Crumbling Luxury: The Desperate Pivot of China’s 'First High-End Furniture' Stock

Markor Home, formerly China's leading high-end furniture retailer, is facing a severe liquidity crisis with projected losses of 1.8 billion RMB and total asset freezes for its parent company. The firm has resorted to paying employees with furniture as it attempts a radical and risky strategic pivot into the AI computing power sector.

Close-up of a realtor handing over a house key to a new homeowner, symbolizing ownership and investment.

Key Takeaways

  • 1Markor Home faces total overdue debt guarantees of 337 million RMB and a total freeze on its parent company's shareholding.
  • 2Projected 2025 net losses are expected to reach a record high of 1.2 billion to 1.8 billion RMB.
  • 3Severe salary arrears have led to a controversial 'furniture-for-salary' program for unpaid staff.
  • 4The company has closed major factories in Tianjin and significantly reduced its retail footprint across China.
  • 5Markor is attempting a cross-industry acquisition into the AI server component market to stabilize its valuation.

Editor's
Desk

Strategic Analysis

Markor’s decline is a microcosm of the 'wealth effect' reversal currently haunting China’s upper-middle class. For decades, Markor thrived on the back of a booming real estate market and an aspirational consumer base; however, the persistent property slump has decoupled home ownership from luxury furnishing. The company's pivot to 'computing power' is a classic symptom of A-share desperation, where distressed traditional firms attempt to reinvent themselves as tech players to capture thematic capital. This 'sector-hopping' rarely addresses the underlying rot of debt and mismanagement, and for Markor, the social cost—symbolized by the 'furniture-for-salary' debacle—suggests that trust among employees and suppliers may be broken beyond repair.

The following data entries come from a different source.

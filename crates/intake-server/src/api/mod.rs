//! HTTP routes
//!
//! | Route | Handler |
//! |---|---|
//! | `POST /upload` | [`handlers::upload`] |
//! | `GET/POST /api/students` | list / create |
//! | `GET/PUT/DELETE /api/students/:id` | fetch / update / delete |
//! | `GET /api/students/:id/documents` | document lists |
//! | `GET /api/students/:id/stats` | counts |
//! | `DELETE /api/students/:id/documents/:type/:docId` | remove one link |
//! | `GET /api/search?q=` | search |
//! | `GET /health` | status |
//! | `GET /uploads/*` | locally stored files |
//! | `GET /*` | static frontend |

pub mod handlers;

use crate::error::{handle_rejection, ApiError};
use crate::intake::MAX_UPLOAD_BYTES;
use crate::state::AppState;
use intake_records::{NewStudent, StudentPatch};
use serde::Deserialize;
use std::convert::Infallible;
use std::sync::Arc;
use warp::{Filter, Rejection, Reply};

/// JSON bodies above this size are refused
const JSON_BODY_LIMIT: u64 = 64 * 1024;

/// Multipart envelope allowance on top of the file size cap
const FORM_OVERHEAD: u64 = 1024 * 1024;

/// `?q=` of the search route
#[derive(Debug, Default, Deserialize)]
pub struct SearchQuery {
    /// Search text; blank matches nothing
    #[serde(default)]
    pub q: String,
}

/// Every route, with error recovery and request tracing
///
/// Path filters come before method filters so an unknown path rejects as
/// 404 rather than 405.
pub fn routes(state: AppState) -> impl Filter<Extract = (impl Reply,), Error = Infallible> + Clone {
    let upload_dir = state.upload_dir.clone();
    let public_dir = state.public_dir.clone();

    let api = students(state.clone())
        .or(search(state.clone()))
        .or(upload(state.clone()));

    health(state)
        .or(api)
        .or(warp::path("uploads").and(warp::get()).and(warp::fs::dir(upload_dir)))
        .or(warp::get().and(warp::fs::dir(public_dir)))
        .recover(handle_rejection)
        .with(warp::trace::request())
}

fn with_state(state: AppState) -> impl Filter<Extract = (AppState,), Error = Infallible> + Clone {
    warp::any().map(move || state.clone())
}

fn json_body<T>() -> impl Filter<Extract = (T,), Error = Rejection> + Clone
where
    T: serde::de::DeserializeOwned + Send,
{
    warp::body::content_length_limit(JSON_BODY_LIMIT).and(warp::body::json())
}

/// Bearer token check; passes everything when no token is configured
fn authorized(token: Option<Arc<str>>) -> impl Filter<Extract = (), Error = Rejection> + Clone {
    warp::header::optional::<String>("authorization")
        .and_then(move |header: Option<String>| {
            let token = token.clone();
            async move {
                let Some(expected) = token else {
                    return Ok(());
                };
                let presented = header
                    .as_deref()
                    .and_then(|h| h.strip_prefix("Bearer "))
                    .map(str::trim);
                if presented == Some(&*expected) {
                    Ok(())
                } else {
                    Err(warp::reject::custom(ApiError::unauthorized()))
                }
            }
        })
        .untuple_one()
}

fn health(state: AppState) -> impl Filter<Extract = (impl Reply,), Error = Rejection> + Clone {
    warp::path("health")
        .and(warp::path::end())
        .and(warp::get())
        .and(with_state(state))
        .and_then(handlers::health)
}

fn upload(state: AppState) -> impl Filter<Extract = (impl Reply,), Error = Rejection> + Clone {
    warp::path("upload")
        .and(warp::path::end())
        .and(warp::post())
        .and(authorized(state.api_token.clone()))
        .and(warp::multipart::form().max_length(MAX_UPLOAD_BYTES as u64 + FORM_OVERHEAD))
        .and(with_state(state))
        .and_then(handlers::upload)
}

fn search(state: AppState) -> impl Filter<Extract = (impl Reply,), Error = Rejection> + Clone {
    warp::path!("api" / "search")
        .and(warp::get())
        .and(authorized(state.api_token.clone()))
        .and(warp::query::<SearchQuery>())
        .and(with_state(state))
        .and_then(handlers::search)
}

fn students(state: AppState) -> impl Filter<Extract = (impl Reply,), Error = Rejection> + Clone {
    let base = warp::path!("api" / "students" / ..).and(authorized(state.api_token.clone()));

    let list = warp::get()
        .and(warp::path::end())
        .and(with_state(state.clone()))
        .and_then(handlers::list_students);

    let create = warp::post()
        .and(warp::path::end())
        .and(json_body::<NewStudent>())
        .and(with_state(state.clone()))
        .and_then(handlers::create_student);

    let get = warp::get()
        .and(warp::path!(String))
        .and(with_state(state.clone()))
        .and_then(handlers::get_student);

    let update = warp::put()
        .and(warp::path!(String))
        .and(json_body::<StudentPatch>())
        .and(with_state(state.clone()))
        .and_then(handlers::update_student);

    let delete = warp::delete()
        .and(warp::path!(String))
        .and(with_state(state.clone()))
        .and_then(handlers::delete_student);

    let documents = warp::get()
        .and(warp::path!(String / "documents"))
        .and(with_state(state.clone()))
        .and_then(handlers::student_documents);

    let stats = warp::get()
        .and(warp::path!(String / "stats"))
        .and(with_state(state.clone()))
        .and_then(handlers::student_stats);

    let remove_document = warp::delete()
        .and(warp::path!(String / "documents" / String / String))
        .and(with_state(state))
        .and_then(handlers::remove_document);

    base.and(
        list.or(create)
            .or(get)
            .or(update)
            .or(delete)
            .or(documents)
            .or(stats)
            .or(remove_document),
    )
}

China Daily Brief Editorial
Strategic Insight
China Daily Brief

Markor Home Furnishings, once the undisputed titan of China’s high-end furniture market, is facing a spectacular fall from grace. What began as a strategic contraction has spiraled into a full-blown liquidity crisis, characterized by billion-yuan losses, frozen assets, and the humiliating spectacle of paying employees in sofas rather than cash. The company’s trajectory serves as a cautionary tale of the structural pressures facing luxury retail in a cooling Chinese economy.

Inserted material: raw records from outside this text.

//! Local-disk backend
//!
//! Folders are directories under a root; IDs are `mock-` followed by the
//! slash-separated path relative to that root. Files are served by the HTTP
//! layer under `/uploads/`.

use crate::backend::{BackendKind, FolderId, StorageBackend, StoredFile, UploadFile, LOCAL_ID_PREFIX};
use crate::error::StorageError;
use async_trait::async_trait;
use chrono::Utc;
use std::path::{Path, PathBuf};
use tokio::io::AsyncWriteExt;
use ulid::Ulid;

/// Directory-backed storage
#[derive(Debug, Clone)]
pub struct LocalBackend {
    root: PathBuf,
    public_base_url: String,
}

impl LocalBackend {
    /// Create backend rooted at `root`, linking files under `public_base_url`
    #[must_use]
    pub fn new(root: impl Into<PathBuf>, public_base_url: impl Into<String>) -> Self {
        Self {
            root: root.into(),
            public_base_url: public_base_url.into().trim_end_matches('/').to_string(),
        }
    }

    /// Root directory
    #[inline]
    #[must_use]
    pub fn root(&self) -> &Path {
        &self.root
    }

    /// Filesystem path of a local folder or file ID
    pub fn resolve(&self, id: &str) -> Result<PathBuf, StorageError> {
        let parts = parse_id(id)?;
        Ok(parts.iter().fold(self.root.clone(), |path, part| path.join(part)))
    }

    /// Relative components of the parent, or the root for foreign parents
    fn parent_parts(parent: Option<&FolderId>) -> Result<Vec<String>, StorageError> {
        match parent {
            Some(parent) if parent.is_local() => parse_id(parent.as_str()),
            Some(parent) => {
                tracing::debug!(%parent, "non-local parent, using upload root");
                Ok(Vec::new())
            }
            None => Ok(Vec::new()),
        }
    }

    fn link(&self, parts: &[String]) -> String {
        format!("{}/uploads/{}", self.public_base_url, parts.join("/"))
    }

    fn join(&self, parts: &[String]) -> PathBuf {
        parts.iter().fold(self.root.clone(), |path, part| path.join(part))
    }
}

#[async_trait]
impl StorageBackend for LocalBackend {
    fn kind(&self) -> BackendKind {
        BackendKind::Local
    }

    async fn find_folder(
        &self,
        name: &str,
        parent: Option<&FolderId>,
    ) -> Result<Option<FolderId>, StorageError> {
        let mut parts = Self::parent_parts(parent)?;
        parts.push(sanitize(name));
        let path = self.join(&parts);

        match tokio::fs::metadata(&path).await {
            Ok(meta) if meta.is_dir() => Ok(Some(FolderId::new(make_id(&parts)))),
            Ok(_) => Ok(None),
            Err(e) if e.kind() == std::io::ErrorKind::NotFound => Ok(None),
            Err(e) => Err(StorageError::io_error(path, e)),
        }
    }

    async fn create_folder(
        &self,
        name: &str,
        parent: Option<&FolderId>,
    ) -> Result<FolderId, StorageError> {
        let mut parts = Self::parent_parts(parent)?;
        parts.push(sanitize(name));
        let path = self.join(&parts);

        tokio::fs::create_dir_all(&path)
            .await
            .map_err(|e| StorageError::io_error(&path, e))?;
        let id = FolderId::new(make_id(&parts));
        tracing::debug!(folder = %id, "local folder ready");
        Ok(id)
    }

    async fn upload(&self, folder: &FolderId, file: &UploadFile) -> Result<StoredFile, StorageError> {
        if !folder.is_local() {
            return Err(StorageError::InvalidId(folder.to_string()));
        }
        let mut parts = parse_id(folder.as_str())?;
        let dir = self.join(&parts);
        tokio::fs::create_dir_all(&dir)
            .await
            .map_err(|e| StorageError::io_error(&dir, e))?;

        let stored = stored_name(&file.file_name);
        let path = dir.join(&stored);
        // A name collision fails instead of overwriting
        let mut out = tokio::fs::OpenOptions::new()
            .write(true)
            .create_new(true)
            .open(&path)
            .await
            .map_err(|e| StorageError::io_error(&path, e))?;
        out.write_all(&file.bytes)
            .await
            .map_err(|e| StorageError::io_error(&path, e))?;
        out.flush()
            .await
            .map_err(|e| StorageError::io_error(&path, e))?;
        parts.push(stored);

        let link = self.link(&parts);
        tracing::info!(path = %path.display(), bytes = file.len(), "file stored locally");
        Ok(StoredFile {
            file_id: make_id(&parts),
            file_name: file.file_name.clone(),
            shareable_link: link.clone(),
            download_link: link,
            backend: BackendKind::Local,
        })
    }

    async fn delete(&self, file_id: &str) -> Result<(), StorageError> {
        let path = self.resolve(file_id)?;
        match tokio::fs::remove_file(&path).await {
            Ok(()) => {
                tracing::info!(path = %path.display(), "local file deleted");
                Ok(())
            }
            Err(e) if e.kind() == std::io::ErrorKind::NotFound => {
                Err(StorageError::NotFound(format!("File {file_id}")))
            }
            Err(e) => Err(StorageError::io_error(path, e)),
        }
    }
}

/// On-disk name of an upload: timestamp, ULID, then the sanitized name
fn stored_name(file_name: &str) -> String {
    format!(
        "{}_{}_{}",
        Utc::now().format("%Y%m%d_%H%M%S%3f"),
        Ulid::new(),
        sanitize(file_name)
    )
}

/// Make a name safe as a single path component
///
/// Keeps ASCII alphanumerics, `-`, `_` and `.`; spaces become `_`, anything
/// else is dropped. Leading dots are stripped so the result is never `.`,
/// `..` or hidden.
#[must_use]
pub fn sanitize(name: &str) -> String {
    let cleaned: String = name
        .trim()
        .chars()
        .filter_map(|c| match c {
            c if c.is_ascii_alphanumeric() || matches!(c, '-' | '_' | '.') => Some(c),
            ' ' => Some('_'),
            _ => None,
        })
        .collect();
    let cleaned = cleaned.trim_start_matches('.');
    if cleaned.is_empty() {
        "file".to_string()
    } else {
        cleaned.to_string()
    }
}

fn make_id(parts: &[String]) -> String {
    format!("{LOCAL_ID_PREFIX}{}", parts.join("/"))
}

fn parse_id(id: &str) -> Result<Vec<String>, StorageError> {
    let rel = id
        .strip_prefix(LOCAL_ID_PREFIX)
        .ok_or_else(|| StorageError::InvalidId(id.to_string()))?;
    let parts: Vec<String> = rel.split('/').map(str::to_string).collect();
    if parts.iter().any(|p| p.is_empty() || *p != sanitize(p)) {
        return Err(StorageError::InvalidId(id.to_string()));
    }
    Ok(parts)
}

#[cfg(test)]
mod tests {
    use super::*;

    #[test]
    fn sanitize_keeps_safe_characters() {
        assert_eq!(sanitize("ID Cards"), "ID_Cards");
        assert_eq!(sanitize("ST102_Math_HW.pdf"), "ST102_Math_HW.pdf");
        assert_eq!(sanitize("../../etc/passwd"), "etcpasswd");
        assert_eq!(sanitize("..."), "file");
        assert_eq!(sanitize(""), "file");
    }

    #[test]
    fn ids_cannot_escape_the_root() {
        assert!(parse_id("mock-ST102/Assignments").is_ok());
        assert!(parse_id("mock-../secret").is_err());
        assert!(parse_id("mock-ST102//x").is_err());
        assert!(parse_id("mock-").is_err());
        assert!(parse_id("1AbC").is_err());
    }

    #[test]
    fn resolve_joins_under_root() {
        let backend = LocalBackend::new("/srv/uploads", "http://host/");
        assert_eq!(
            backend.resolve("mock-ST1/Certificates").unwrap(),
            PathBuf::from("/srv/uploads/ST1/Certificates")
        );
        assert_eq!(
            backend.link(&["ST1".into(), "a.pdf".into()]),
            "http://host/uploads/ST1/a.pdf"
        );
    }
}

The legal walls are closing in on the Xinjiang-based firm. On March 7, Markor revealed a lawsuit from Industrial Bank over 100 million RMB in overdue guarantees provided for its parent company, Markor Group. This is merely the tip of the iceberg, as total overdue guarantees now approach 337 million RMB. Simultaneously, the parent company’s entire 33.99% stake in the listed entity has been frozen by court order following separate debt disputes with asset management firms.

For the workforce, the situation has turned dire. Since early 2024, reports of chronic salary arrears have plagued the company, with some employees claiming five months of unpaid wages. In a desperate move that highlights the company’s cash-poor reality, management proposed a furniture-for-salary scheme. This has forced workers to hawk luxury armchairs and mahogany tables on social media platforms like Xiaohongshu to recoup their basic earnings.

Operationally, Markor is a shadow of its former self. The company recently shuttered two major manufacturing hubs in Tianjin, citing a collapse in capacity utilization to below 20%. The broader downturn in China’s property sector has rendered Markor’s high-overhead model—characterized by cavernous showrooms in expensive urban centers—unsustainable. The firm projects a record-breaking net loss of up to 1.8 billion RMB for the 2025 fiscal year, marking its fourth consecutive year in the red.

In a bid for survival that borders on the fantastical, Markor is attempting to pivot from upholstery to artificial intelligence. The company recently announced plans to acquire a manufacturer of high-speed copper cables for AI servers. While the news triggered a brief speculative surge in its share price, analysts remain skeptical. Whether a distressed furniture maker can successfully navigate the complexities of computing infrastructure looks less like a strategic evolution and more like a high-stakes gamble to avoid delisting.